I’ve been in a lot of women’s bathrooms and I don’t really know what a pervert hopes to see. It’s not like we strip naked and have pillow fights or something. Watching women wash their hands is oh so exciting. Anyone who tried to crawl into or peer into a stall in use would be so obviously up to no good that there’s really no problem. If a man in obvious need came in and quickly used a stall and politely left, after washing his hands, I don’t think anyone would say a thing.
Urinals in a men’s rooms are a bit more revealing. Perhaps straight men should consider banning all gays from using men’s rooms.

Before a few years ago, the unofficial rule was “you use the bathroom you are dressed for.” This is solely because you do not want to cause a ruckus and end up suffering harassment, arrest, or assault by dressing male and going into the women’s bathrooms, etc. As the goal is to start appearing in public as your gender identity, in order to give your as much real-life experience as possible, you may end up using the “other” bathroom within a month after you come out.

As “genderqueer” identity began to be suddenly much more widely accepted and pushed, there is an issue now with folks in androgynous clothing and appearance and bathrooms, where you can have a femme but still male-dressed person going into the women’s bathrooms.

Transgender people with strong binary gender identity (like myself) really want to use the correct bathroom as soon as possible. I never, in all my life, felt like I belonged in the men’s room. I used the stalls every single time, to hide from the men in there, and hated meeting men at the sink because I felt so awkward. It didn’t matter how much I tried to psych myself up for it, every time I went into a men’s room felt like I was transgressing gender in a bad way. I remember one time a year before I came out, when a police officer entered the men’s room as I was at the sink, and I actually had a completely irrational fear of “OMG! They’re here to arrest me for using the men’s roo-oh yeah, never mind.” I had a persistent and insistent innate feeling that I simply did not belong there.

When I started using women’s bathrooms, all my awkwardness died away. It was no longer a sense of dread, having to go to a public bathroom. I could even make small talk at the sink or the mirror. And as my transition is essentially done, and I’m an activist, I’m just not worried about being confronted in the rare chance someone guesses what I am and decides to make a fuss.

Pretty much all of my strongly gender-binary transgender acquaintances have given similar sentiments. One told me of how for more than a decade she would walk across the corporate campus to use the single-stall unisex bathroom, rather than the men’s room just 50 feet from her cubicle. Even in the winter, snow, rain, etc.

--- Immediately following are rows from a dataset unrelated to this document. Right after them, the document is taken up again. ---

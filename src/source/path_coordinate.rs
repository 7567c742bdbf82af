use std::path::{Path, PathBuf};

use chrono::{NaiveDate, NaiveDateTime};
use regex::Regex;
use thiserror::Error;

use crate::dimension::CoordinateValue;

/// A file name that does not contain the expected coordinate.
///
/// This is distinct from a [`SourceError`](super::SourceError), so a series scan can skip the file and continue.
#[derive(Clone, Debug, Error)]
#[error("malformed path {path:?}: {reason}")]
pub struct MalformedPathError {
    path: PathBuf,
    reason: String,
}

impl MalformedPathError {
    /// Create a new malformed path error.
    #[must_use]
    pub fn new(path: impl Into<PathBuf>, reason: impl Into<String>) -> Self {
        Self {
            path: path.into(),
            reason: reason.into(),
        }
    }

    /// The path.
    #[must_use]
    pub fn path(&self) -> &Path {
        &self.path
    }

    /// The reason the path is malformed.
    #[must_use]
    pub fn reason(&self) -> &str {
        &self.reason
    }
}

#[derive(Clone, Debug)]
enum CoordinateKind {
    DateTime(String),
    Date(String),
    Integer,
    Float,
}

/// Parses a series coordinate from a file name.
///
/// The coordinate is the first capture group of a regular expression, or the whole match if the expression has no groups.
/// Only the file name is searched, not the parent directories.
///
/// ```
/// # use rasterstack::source::PathCoordinateParser;
/// # use rasterstack::dimension::CoordinateValue;
/// let parser = PathCoordinateParser::date(r"_(\d{8})\.", "%Y%m%d")?;
/// let value = parser.parse("data/SMAP_L4_20160101.gsf".as_ref())?;
/// assert!(value.is_time());
/// # Ok::<_, Box<dyn std::error::Error>>(())
/// ```
#[derive(Clone, Debug)]
pub struct PathCoordinateParser {
    pattern: Regex,
    kind: CoordinateKind,
}

impl PathCoordinateParser {
    /// Parse a [`NaiveDateTime`] with the [`chrono`] format `format`.
    ///
    /// # Errors
    /// Returns a [`regex::Error`] if `pattern` is not a valid regular expression.
    pub fn datetime(pattern: &str, format: impl Into<String>) -> Result<Self, regex::Error> {
        Ok(Self {
            pattern: Regex::new(pattern)?,
            kind: CoordinateKind::DateTime(format.into()),
        })
    }

    /// Parse a [`NaiveDate`] with the [`chrono`] format `format`, as midnight on that date.
    ///
    /// # Errors
    /// Returns a [`regex::Error`] if `pattern` is not a valid regular expression.
    pub fn date(pattern: &str, format: impl Into<String>) -> Result<Self, regex::Error> {
        Ok(Self {
            pattern: Regex::new(pattern)?,
            kind: CoordinateKind::Date(format.into()),
        })
    }

    /// Parse an integer.
    ///
    /// # Errors
    /// Returns a [`regex::Error`] if `pattern` is not a valid regular expression.
    pub fn integer(pattern: &str) -> Result<Self, regex::Error> {
        Ok(Self {
            pattern: Regex::new(pattern)?,
            kind: CoordinateKind::Integer,
        })
    }

    /// Parse a finite floating point number.
    ///
    /// # Errors
    /// Returns a [`regex::Error`] if `pattern` is not a valid regular expression.
    pub fn float(pattern: &str) -> Result<Self, regex::Error> {
        Ok(Self {
            pattern: Regex::new(pattern)?,
            kind: CoordinateKind::Float,
        })
    }

    /// Parse a [`NaiveDateTime`] from token `index` of the file stem split on `separator`.
    ///
    /// For example, token 4 of `SMAP_L4_SM_gph_20160101T223000_Vv4011_001` split on `_` is `20160101T223000`.
    ///
    /// # Errors
    /// Returns a [`regex::Error`] if the pattern cannot be built.
    pub fn token(
        separator: char,
        index: usize,
        format: impl Into<String>,
    ) -> Result<Self, regex::Error> {
        let separator = regex::escape(&separator.to_string());
        let pattern = format!("^(?:[^{separator}]*{separator}){{{index}}}([^{separator}.]+)");
        Self::datetime(&pattern, format)
    }

    /// Parse the coordinate from the file name of `path`.
    ///
    /// # Errors
    /// Returns a [`MalformedPathError`] if the pattern does not match or the matched text cannot be parsed.
    pub fn parse(&self, path: &Path) -> Result<CoordinateValue, MalformedPathError> {
        let file_name = path
            .file_name()
            .and_then(std::ffi::OsStr::to_str)
            .ok_or_else(|| MalformedPathError::new(path, "no file name"))?;
        let captures = self.pattern.captures(file_name).ok_or_else(|| {
            MalformedPathError::new(path, format!("no match for {}", self.pattern.as_str()))
        })?;
        let text = captures
            .get(1)
            .or_else(|| captures.get(0))
            .map_or("", |capture| capture.as_str());
        let malformed = |error: &dyn std::fmt::Display| {
            MalformedPathError::new(path, format!("cannot parse {text:?}: {error}"))
        };
        match &self.kind {
            CoordinateKind::DateTime(format) => NaiveDateTime::parse_from_str(text, format)
                .map(CoordinateValue::Time)
                .map_err(|error| malformed(&error)),
            CoordinateKind::Date(format) => NaiveDate::parse_from_str(text, format)
                .map(|date| CoordinateValue::Time(date.and_time(chrono::NaiveTime::MIN)))
                .map_err(|error| malformed(&error)),
            CoordinateKind::Integer => text
                .parse::<i64>()
                .map(CoordinateValue::Int)
                .map_err(|error| malformed(&error)),
            CoordinateKind::Float => match text.parse::<f64>() {
                Ok(value) if value.is_finite() => Ok(CoordinateValue::Float(value)),
                Ok(_) => Err(malformed(&"not a finite number")),
                Err(error) => Err(malformed(&error)),
            },
        }
    }
}
use std::collections::BTreeSet;

use thiserror::Error;

use crate::{dimension::DimensionError, layer::LayerKey, source::SourceError, stack::StackError};

/// A series error.
#[derive(Debug, Error)]
pub enum SeriesError {
    /// No file of a series scan had a parseable coordinate.
    #[error("no series coordinates could be parsed ({skipped} files skipped)")]
    EmptySeries {
        /// The number of skipped files.
        skipped: usize,
    },
    /// An element index is beyond the end of the series.
    #[error("series element {index} is out of bounds for a series of length {len}")]
    IndexOutOfBounds {
        /// The element index.
        index: usize,
        /// The series length.
        len: usize,
    },
    /// The layers of a series element differ from the layers of the first element.
    #[error("series element {index} has layers {got:?}, expected {expected:?}")]
    LayerMismatch {
        /// The element index.
        index: usize,
        /// The layer keys of the first element.
        expected: BTreeSet<LayerKey>,
        /// The layer keys of the element.
        got: BTreeSet<LayerKey>,
    },
    /// The number of stacks does not match the length of the series dimension.
    #[error("series dimension has {expected} coordinates but {got} stacks were supplied")]
    LengthMismatch {
        /// The length of the series dimension.
        expected: usize,
        /// The number of stacks.
        got: usize,
    },
    /// A stack error.
    #[error(transparent)]
    StackError(#[from] StackError),
    /// A source error.
    #[error(transparent)]
    SourceError(#[from] SourceError),
    /// A dimension error.
    #[error(transparent)]
    DimensionError(#[from] DimensionError),
    /// A directory listing error.
    #[error(transparent)]
    WalkDirError(#[from] walkdir::Error),
}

People who are not so gender binary do not have the same issues of course. Similar, but not as strong.

I agree OP that those would be the “unintended” consequences but I guess for them it’s worth it cause they get to force trans women into the men’s bathroom and all the discomfort (and potential danger) that would cause them.

The whole thing is just disgraceful and infuriating, to be happening in a 21st century democracy that tries to be an example for human rights to other parts of the world.

So, serious question, either to attorneys or to experts in trans issues: what legal penalties could a trans person face for going into the bathroom of their gender identity in a government building in North Carolina? I’m not seeing anything mentioned in the law itself, but there may be implications as it relates to other laws. Would this be better in GQ?

I have a friend who once said that “No matter what it is, somewhere, it’s someone’s fetish.” There are probably people who get off solely on just transgressing the space. They need really firm rules to prevent themselves from doing it. When you start to loosen things up to include trans people, they worry they won’t be able to contain themselves anymore. You know, it’s kinda the same mentality that puts women in burqas so that men won’t look at them and get excited.